### Required work:
Filter these entries down to the lines that hold the word "unchanged", and show each of them.
>>>
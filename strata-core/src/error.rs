//! Error types for the Strata virtual filesystem.

use crate::name::{FileName, NameScope};
use thiserror::Error;

/// Comprehensive error type for all Strata operations.
///
/// Provider hooks report their own failures through the same type; the
/// lifecycle layer wraps anything that is not already a domain error into
/// [`VfsError::Provider`], attaching the file name and the operation that
/// failed.
#[derive(Debug, Error)]
pub enum VfsError {
    /// A `%` escape was not followed by two hex digits, or decoding produced
    /// an invalid string.
    #[error("invalid escape sequence '{sequence}' in '{input}'")]
    InvalidEscapeSequence { input: String, sequence: String },

    /// A `..` element tried to ascend past the filesystem root.
    #[error("relative path '{path}' would ascend past the filesystem root")]
    InvalidRelativePath { path: String },

    /// A URI could not be parsed.
    #[error("invalid URI '{uri}': {reason}")]
    MalformedUri { uri: String, reason: String },

    /// A resolved name fell outside the requested scope.
    #[error("'{name}' does not resolve within scope {scope} of '{base}'")]
    InvalidScope {
        base: String,
        name: String,
        scope: NameScope,
    },

    /// No provider is registered for the scheme.
    #[error("no provider registered for scheme '{scheme}'")]
    UnknownScheme { scheme: String },

    /// A name was resolved against a filesystem with a different root.
    #[error("'{name}' does not belong to the filesystem rooted at '{root_uri}'")]
    MismatchedFileSystem { name: FileName, root_uri: String },

    /// An existing file has a type incompatible with the requested operation,
    /// e.g. `create_file` on an existing folder.
    #[error("'{name}' already exists with a mismatched type")]
    TypeMismatch { name: FileName },

    /// A mutation was attempted on a non-writable target.
    #[error("'{name}' is read-only")]
    ReadOnly { name: FileName },

    /// The filesystem does not have the capability for the operation.
    #[error("operation '{operation}' is not supported by this filesystem")]
    NotSupported { operation: &'static str },

    /// The operation requires the file to exist.
    #[error("file '{name}' does not exist")]
    NotFound { name: FileName },

    /// The operation requires a folder.
    #[error("'{name}' is not a folder")]
    NotFolder { name: FileName },

    /// A second stream was opened while one is already active on the same
    /// content object.
    #[error("a stream is already open on '{name}'")]
    StreamInUse { name: FileName },

    /// `copy_from` was given a source that does not exist.
    #[error("cannot copy from missing file '{name}'")]
    CopyMissingSource { name: FileName },

    /// Layered filesystems nested past the dispatch guard.
    #[error("layered filesystems nested deeper than {max_depth} levels")]
    LayerDepthExceeded { max_depth: usize },

    /// A storage backend ran out of room.
    #[error("backing store is full: current size {current_size} bytes, maximum {max_size} bytes")]
    StoreFull {
        current_size: usize,
        max_size: usize,
    },

    /// An arbitrary backend failure, wrapped with the name and operation.
    #[error("provider error during '{operation}' on '{name}'")]
    Provider {
        name: FileName,
        operation: &'static str,
        #[source]
        source: Box<dyn std::error::Error + Send + Sync>,
    },

    /// I/O error from the underlying system.
    #[error("I/O error")]
    Io {
        #[from]
        #[source]
        source: std::io::Error,
    },
}

impl VfsError {
    /// Wraps a hook failure with the name and operation it belongs to.
    ///
    /// Domain errors pass through unchanged; only raw I/O errors and
    /// already-wrapped provider errors from a lower layer get the
    /// [`VfsError::Provider`] treatment.
    pub fn wrap(self, name: &FileName, operation: &'static str) -> VfsError {
        match self {
            VfsError::Io { source } => VfsError::Provider {
                name: name.clone(),
                operation,
                source: Box::new(source),
            },
            other => other,
        }
    }

    /// Builds a provider error from an arbitrary source.
    pub fn provider(
        name: &FileName,
        operation: &'static str,
        source: impl std::error::Error + Send + Sync + 'static,
    ) -> VfsError {
        VfsError::Provider {
            name: name.clone(),
            operation,
            source: Box::new(source),
        }
    }
}

/// Result type alias for Strata operations.
pub type Result<T> = std::result::Result<T, VfsError>;

#[cfg(test)]
mod tests {
    use super::*;
    use crate::name::FileName;

    #[test]
    fn test_error_display() {
        let err = VfsError::InvalidEscapeSequence {
            input: "/a%2".to_string(),
            sequence: "%2".to_string(),
        };
        assert_eq!(err.to_string(), "invalid escape sequence '%2' in '/a%2'");

        let err = VfsError::InvalidRelativePath {
            path: "/a/../..".to_string(),
        };
        assert_eq!(
            err.to_string(),
            "relative path '/a/../..' would ascend past the filesystem root"
        );

        let err = VfsError::UnknownScheme {
            scheme: "gopher".to_string(),
        };
        assert_eq!(err.to_string(), "no provider registered for scheme 'gopher'");

        let name = FileName::parse_uri("mem:///a/b.txt").unwrap();
        let err = VfsError::StreamInUse { name: name.clone() };
        assert_eq!(err.to_string(), "a stream is already open on 'mem:///a/b.txt'");

        let err = VfsError::NotSupported { operation: "rename" };
        assert_eq!(
            err.to_string(),
            "operation 'rename' is not supported by this filesystem"
        );
    }

    #[test]
    fn test_io_error_wrapping() {
        let name = FileName::parse_uri("mem:///x").unwrap();
        let io_err = std::io::Error::new(std::io::ErrorKind::NotFound, "gone");
        let err: VfsError = io_err.into();
        let wrapped = err.wrap(&name, "read");
        assert!(matches!(wrapped, VfsError::Provider { operation: "read", .. }));

        // Domain errors pass through unchanged.
        let err = VfsError::NotFolder { name: name.clone() };
        let wrapped = err.wrap(&name, "list-children");
        assert!(matches!(wrapped, VfsError::NotFolder { .. }));
    }
}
<<<
### Written response:
    /// Domain errors pass through unchanged; only raw I/O errors and
        // Domain errors pass through unchanged.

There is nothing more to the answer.